A new twist on standard morning fare offers guests a hearty wake-up call with this sweet, cornmeal-based breakfast bread.
1 tbsp salt
2 cups polenta or coarsely ground yellow cornmeal
1/2 cup unsalted butter
1/2 cup dried cranberries
Honey or pure maple syrup, warmed
Step 1: In a deep saucepan bring 6 cups water to a boil over high heat. Add the salt and reduce the heat to maintain a simmer. While stirring continuously with a long-handled wooden spoon, add the polenta in a slow, steady stream. Cook, stirring frequently, until the polenta is thick enough for the spoon to stand up in it, about 20 minutes.
Step 2: Divide the butter in half. Cut one half into small pieces; reserve the other half. Stir butter pieces into polenta until melted. Stir in dried cranberries.
Step 3: Pour into a lightly greased 5" x 9" loaf pan, pressing it evenly into the corners. Cover with plastic wrap and refrigerate overnight or for up to 3 days.
Step 4: To remove loaf, briefly dip pan into hot water and slide a blunt knife around edges. Invert loaf onto a flat surface. Slice as you would bread.
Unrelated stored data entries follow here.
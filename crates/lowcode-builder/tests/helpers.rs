//! Shared test utilities for lowcode-builder tests.

#![allow(dead_code)]

use std::fs;
use std::path::{Path, PathBuf};

use async_trait::async_trait;
use lowcode_builder::{BundleConfig, Bundler, EmittedFile, OutputTarget, ResolvedOptions};
use lowcode_config::LowcodeOptions;
use parking_lot::Mutex;
use tempfile::TempDir;

pub fn write(root: &Path, rel: &str, content: &str) {
    let path = root.join(rel);
    fs::create_dir_all(path.parent().expect("parent")).expect("create parent");
    fs::write(path, content).expect("write file");
}

/// A component library with one component, one utility and one meta file.
pub fn create_component_project() -> TempDir {
    let dir = TempDir::new().expect("temp dir");
    let root = dir.path();

    write(
        root,
        "package.json",
        r#"{
  "name": "@acme/ui",
  "version": "1.2.0",
  "dependencies": { "dayjs": "^1.11.0" },
  "peerDependencies": { "vue": "^3.4.0" }
}"#,
    );
    write(
        root,
        "src/index.ts",
        "export { default as Button } from './button/Button.vue';\nexport * from './utils/size';\n",
    );
    write(
        root,
        "src/utils/size.ts",
        "export function px(value: number): string {\n  return `${value}px`;\n}\n",
    );
    write(
        root,
        "src/button/Button.vue",
        r#"<template><button class="acme-button"><slot /></button></template>
<script setup lang="ts">
defineOptions({ name: 'AcmeButton' })
const size: number = 12
</script>
"#,
    );
    write(
        root,
        "lowcode/button/meta.ts",
        "export default { componentName: 'AcmeButton', title: 'Button' };\n",
    );

    dir
}

/// Resolved options for a project rooted at `root`, as the resolver would
/// produce them with `library = AcmeUI`.
pub fn options_for(root: &Path) -> ResolvedOptions {
    ResolvedOptions {
        context: root.to_path_buf(),
        library: "AcmeUI".to_string(),
        out_dir: root.to_path_buf(),
        lowcode: LowcodeOptions {
            meta_dir: root.join("lowcode"),
            ..Default::default()
        },
        ..Default::default()
    }
}

/// One bundler call as seen by [`RecordingBundler`].
#[derive(Debug, Clone)]
pub struct RecordedCall {
    pub config: BundleConfig,
    pub target: OutputTarget,
}

/// Stand-in bundler that records every call and emits one small file per
/// target.
#[derive(Default)]
pub struct RecordingBundler {
    calls: Mutex<Vec<RecordedCall>>,
}

impl RecordingBundler {
    pub fn calls(&self) -> Vec<RecordedCall> {
        self.calls.lock().clone()
    }
}

#[async_trait]
impl Bundler for RecordingBundler {
    async fn generate(
        &self,
        config: &BundleConfig,
        target: &OutputTarget,
    ) -> lowcode_builder::Result<Vec<EmittedFile>> {
        self.calls.lock().push(RecordedCall {
            config: config.clone(),
            target: target.clone(),
        });

        let file_name = match &target.file {
            Some(file) => file
                .file_name()
                .map(|name| name.to_string_lossy().into_owned())
                .unwrap_or_default(),
            None => target
                .entry_file_names
                .as_deref()
                .unwrap_or("[name].js")
                .replace("[name]", "index"),
        };
        Ok(vec![EmittedFile {
            file_name,
            content: b"/* bundle */\n".to_vec(),
        }])
    }
}

impl<'a> From<&'a TempDir> for ProjectPaths {
    fn from(dir: &'a TempDir) -> Self {
        ProjectPaths {
            root: dir.path().to_path_buf(),
        }
    }
}

/// Well-known locations inside a test project.
pub struct ProjectPaths {
    pub root: PathBuf,
}

impl ProjectPaths {
    pub fn lib(&self, rel: &str) -> PathBuf {
        self.root.join("lib").join(rel)
    }

    pub fn es(&self, rel: &str) -> PathBuf {
        self.root.join("es").join(rel)
    }

    pub fn dist(&self, rel: &str) -> PathBuf {
        self.root.join("dist").join(rel)
    }
}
Step 5: Preheat the oven to 200°F. In a large skillet, melt the remaining butter, about 2 tbsp at a time as needed, over medium-high heat. Add a few polenta slices at a time and fry until golden brown on one side, about 8-10 minutes. Turn and brown the other side, about 8-10 minutes more. Transfer to an ovenproof dish and keep warm in the oven until all the slices are cooked, using remaining butter as needed. Serve warm with honey or maple syrup.